═══ DATA FOR REVIEW
/// Fetch one page by id on the given connection.
///
/// Shared between the store (fresh connection) and an open transaction
/// (pinned connection), so both sides decode rows identically.
async fn fetch_page_on(conn: &Connection, id: i64) -> Result<Option<Page>> {
    let mut stmt = conn
        .prepare(&format!(
            "SELECT {} FROM pages WHERE id = ? LIMIT 1",
            PAGE_COLUMNS
        ))
        .await
        .context("failed to prepare page query")?;

    let mut rows = stmt
        .query([id])
        .await
        .context("failed to execute page query")?;

    match rows.next().await.context("failed to read page row")? {
        Some(row) => Ok(Some(row_to_page(&row)?)),
        None => Ok(None),
    }
}

/// Direct child ids in sibling order on the given connection.
async fn fetch_child_ids_on(conn: &Connection, parent_id: i64) -> Result<Vec<i64>> {
    let mut stmt = conn
        .prepare("SELECT id FROM pages WHERE parent_id = ? ORDER BY \"order\"")
        .await
        .context("failed to prepare child id query")?;

    let mut rows = stmt
        .query([parent_id])
        .await
        .context("failed to execute child id query")?;

    let mut ids = Vec::new();
    while let Some(row) = rows.next().await.context("failed to read child id row")? {
        ids.push(row.get::<i64>(0).context("failed to get child id")?);
    }
    Ok(ids)
}

#[async_trait]
impl PageStore for SqliteStore {
    async fn fetch_by_uri(&self, uri: &str) -> Result<Option<Page>> {
        let conn = self.connection().await?;

        let mut stmt = conn
            .prepare(&format!(
                "SELECT {} FROM pages WHERE uri = ? LIMIT 1",
                PAGE_COLUMNS
            ))
            .await
            .context("failed to prepare uri query")?;

        let mut rows = stmt
            .query([uri])
            .await
            .context("failed to execute uri query")?;

        match rows.next().await.context("failed to read uri row")? {
            Some(row) => Ok(Some(row_to_page(&row)?)),
            None => Ok(None),
        }
    }

    async fn fetch_home(&self) -> Result<Option<Page>> {
        let conn = self.connection().await?;

        let mut stmt = conn
            .prepare(&format!(
                "SELECT {} FROM pages WHERE is_home = 1 LIMIT 1",
                PAGE_COLUMNS
            ))
            .await
            .context("failed to prepare home query")?;

        let mut rows = stmt
            .query(())
            .await
            .context("failed to execute home query")?;

        match rows.next().await.context("failed to read home row")? {
            Some(row) => Ok(Some(row_to_page(&row)?)),
            None => Ok(None),
        }
    }

    async fn fetch_page(&self, id: i64) -> Result<Option<Page>> {
        let conn = self.connection().await?;
        fetch_page_on(&conn, id).await
    }

    async fn fetch_tree_rows(&self) -> Result<Vec<TreeRow>> {
        let conn = self.connection().await?;

        let mut stmt = conn
            .prepare("SELECT id, parent_id, title FROM pages ORDER BY \"order\"")
            .await
            .context("failed to prepare tree row query")?;

        let mut rows = stmt
            .query(())
            .await
            .context("failed to execute tree row query")?;

        let mut out = Vec::new();
        while let Some(row) = rows.next().await.context("failed to read tree row")? {
            out.push(TreeRow {
                id: row.get(0).context("failed to get id")?,
                parent_id: row.get(1).context("failed to get parent_id")?,
                title: row.get(2).context("failed to get title")?,
            });
        }
        Ok(out)
    }

    async fn fetch_children_of(&self, parent_id: i64) -> Result<Vec<Page>> {
        let conn = self.connection().await?;

        let mut stmt = conn
            .prepare(&format!(
                "SELECT {} FROM pages WHERE parent_id = ? ORDER BY \"order\"",
                PAGE_COLUMNS
            ))
            .await
            .context("failed to prepare children query")?;

        let mut rows = stmt
            .query([parent_id])
            .await
            .context("failed to execute children query")?;

        let mut pages = Vec::new();
        while let Some(row) = rows.next().await.context("failed to read child row")? {
            pages.push(row_to_page(&row)?);
        }
        Ok(pages)
    }

    async fn fetch_child_ids(&self, parent_id: i64) -> Result<Vec<i64>> {
        let conn = self.connection().await?;
        fetch_child_ids_on(&conn, parent_id).await
    }

    async fn count_children(&self, parent_id: i64) -> Result<i64> {
        let conn = self.connection().await?;

        let mut stmt = conn
            .prepare("SELECT COUNT(*) FROM pages WHERE parent_id = ?")
            .await
            .context("failed to prepare child count query")?;

        let mut rows = stmt
            .query([parent_id])
            .await
            .context("failed to execute child count query")?;

        let row = rows
            .next()
            .await
            .context("failed to read child count")?
            .context("child count query returned no row")?;
        row.get(0).context("failed to get child count")
    }

    async fn insert_navigation_link(
        &self,
        title: &str,
        page_id: i64,
        position: i64,
    ) -> Result<i64> {
        let conn = self.connection().await?;

        conn.execute(
            "INSERT INTO navigation_links (title, page_id, position) VALUES (?, ?, ?)",
            (title, page_id, position),
        )
        .await
        .context("failed to insert navigation link")?;

        Ok(conn.last_insert_rowid())
    }

    async fn count_navigation_links_for(&self, page_ids: &[i64]) -> Result<i64> {
        let conn = self.connection().await?;

        let mut total = 0i64;
        for page_id in page_ids {
            let mut stmt = conn
                .prepare("SELECT COUNT(*) FROM navigation_links WHERE page_id = ?")
                .await
                .context("failed to prepare link count query")?;

            let mut rows = stmt
                .query([*page_id])
                .await
                .context("failed to execute link count query")?;

            let row = rows
                .next()
                .await
                .context("failed to read link count")?
                .context("link count query returned no row")?;
            total += row.get::<i64>(0).context("failed to get link count")?;
        }
        Ok(total)
    }

    async fn begin(&self) -> Result<Box<dyn PageTransaction>> {
        let conn = self.connection().await?;

        conn.execute("BEGIN TRANSACTION", ())
            .await
            .context("failed to begin transaction")?;

        Ok(Box::new(SqliteTransaction { conn }))
    }
}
══════
▸ WORK INSTRUCTION
Every record is to be written out verbatim.

▸ PROBLEM SOLUTION
/// Fetch one page by id on the given connection.
///
/// Shared between the store (fresh connection) and an open transaction
/// (pinned connection), so both sides decode rows identically.
async fn fetch_page_on(conn: &Connection, id: i64) -> Result<Option<Page>> {
    let mut stmt = conn
        .prepare(&format!(
            "SELECT {} FROM pages WHERE id = ? LIMIT 1",
            PAGE_COLUMNS
        ))
        .await
        .context("failed to prepare page query")?;

    let mut rows = stmt
        .query([id])
        .await
        .context("failed to execute page query")?;

    match rows.next().await.context("failed to read page row")? {
        Some(row) => Ok(Some(row_to_page(&row)?)),
        None => Ok(None),
    }
}

/// Direct child ids in sibling order on the given connection.
async fn fetch_child_ids_on(conn: &Connection, parent_id: i64) -> Result<Vec<i64>> {
    let mut stmt = conn
        .prepare("SELECT id FROM pages WHERE parent_id = ? ORDER BY \"order\"")
        .await
        .context("failed to prepare child id query")?;

    let mut rows = stmt
        .query([parent_id])
        .await
        .context("failed to execute child id query")?;

    let mut ids = Vec::new();
    while let Some(row) = rows.next().await.context("failed to read child id row")? {
        ids.push(row.get::<i64>(0).context("failed to get child id")?);
    }
    Ok(ids)
}

#[async_trait]
impl PageStore for SqliteStore {
    async fn fetch_by_uri(&self, uri: &str) -> Result<Option<Page>> {
        let conn = self.connection().await?;

        let mut stmt = conn
            .prepare(&format!(
                "SELECT {} FROM pages WHERE uri = ? LIMIT 1",
                PAGE_COLUMNS
            ))
            .await
            .context("failed to prepare uri query")?;

        let mut rows = stmt
            .query([uri])
            .await
            .context("failed to execute uri query")?;

        match rows.next().await.context("failed to read uri row")? {
            Some(row) => Ok(Some(row_to_page(&row)?)),
            None => Ok(None),
        }
    }

    async fn fetch_home(&self) -> Result<Option<Page>> {
        let conn = self.connection().await?;

        let mut stmt = conn
            .prepare(&format!(
                "SELECT {} FROM pages WHERE is_home = 1 LIMIT 1",
                PAGE_COLUMNS
            ))
            .await
            .context("failed to prepare home query")?;

        let mut rows = stmt
            .query(())
            .await
            .context("failed to execute home query")?;

        match rows.next().await.context("failed to read home row")? {
            Some(row) => Ok(Some(row_to_page(&row)?)),
            None => Ok(None),
        }
    }

    async fn fetch_page(&self, id: i64) -> Result<Option<Page>> {
        let conn = self.connection().await?;
        fetch_page_on(&conn, id).await
    }

    async fn fetch_tree_rows(&self) -> Result<Vec<TreeRow>> {
        let conn = self.connection().await?;

        let mut stmt = conn
            .prepare("SELECT id, parent_id, title FROM pages ORDER BY \"order\"")
            .await
            .context("failed to prepare tree row query")?;

        let mut rows = stmt
            .query(())
            .await
            .context("failed to execute tree row query")?;

        let mut out = Vec::new();
        while let Some(row) = rows.next().await.context("failed to read tree row")? {
            out.push(TreeRow {
                id: row.get(0).context("failed to get id")?,
                parent_id: row.get(1).context("failed to get parent_id")?,
                title: row.get(2).context("failed to get title")?,
            });
        }
        Ok(out)
    }

    async fn fetch_children_of(&self, parent_id: i64) -> Result<Vec<Page>> {
        let conn = self.connection().await?;

        let mut stmt = conn
            .prepare(&format!(
                "SELECT {} FROM pages WHERE parent_id = ? ORDER BY \"order\"",
                PAGE_COLUMNS
            ))
            .await
            .context("failed to prepare children query")?;

        let mut rows = stmt
            .query([parent_id])
            .await
            .context("failed to execute children query")?;

        let mut pages = Vec::new();
        while let Some(row) = rows.next().await.context("failed to read child row")? {
            pages.push(row_to_page(&row)?);
        }
        Ok(pages)
    }

    async fn fetch_child_ids(&self, parent_id: i64) -> Result<Vec<i64>> {
        let conn = self.connection().await?;
        fetch_child_ids_on(&conn, parent_id).await
    }

    async fn count_children(&self, parent_id: i64) -> Result<i64> {
        let conn = self.connection().await?;

        let mut stmt = conn
            .prepare("SELECT COUNT(*) FROM pages WHERE parent_id = ?")
            .await
            .context("failed to prepare child count query")?;

        let mut rows = stmt
            .query([parent_id])
            .await
            .context("failed to execute child count query")?;

        let row = rows
            .next()
            .await
            .context("failed to read child count")?
            .context("child count query returned no row")?;
        row.get(0).context("failed to get child count")
    }

    async fn insert_navigation_link(
        &self,
        title: &str,
        page_id: i64,
        position: i64,
    ) -> Result<i64> {
        let conn = self.connection().await?;

        conn.execute(
            "INSERT INTO navigation_links (title, page_id, position) VALUES (?, ?, ?)",
            (title, page_id, position),
        )
        .await
        .context("failed to insert navigation link")?;

        Ok(conn.last_insert_rowid())
    }

    async fn count_navigation_links_for(&self, page_ids: &[i64]) -> Result<i64> {
        let conn = self.connection().await?;

        let mut total = 0i64;
        for page_id in page_ids {
            let mut stmt = conn
                .prepare("SELECT COUNT(*) FROM navigation_links WHERE page_id = ?")
                .await
                .context("failed to prepare link count query")?;

            let mut rows = stmt
                .query([*page_id])
                .await
                .context("failed to execute link count query")?;

            let row = rows
                .next()
                .await
                .context("failed to read link count")?
                .context("link count query returned no row")?;
            total += row.get::<i64>(0).context("failed to get link count")?;
        }
        Ok(total)
    }

    async fn begin(&self) -> Result<Box<dyn PageTransaction>> {
        let conn = self.connection().await?;

        conn.execute("BEGIN TRANSACTION", ())
            .await
            .context("failed to begin transaction")?;

        Ok(Box::new(SqliteTransaction { conn }))
    }
}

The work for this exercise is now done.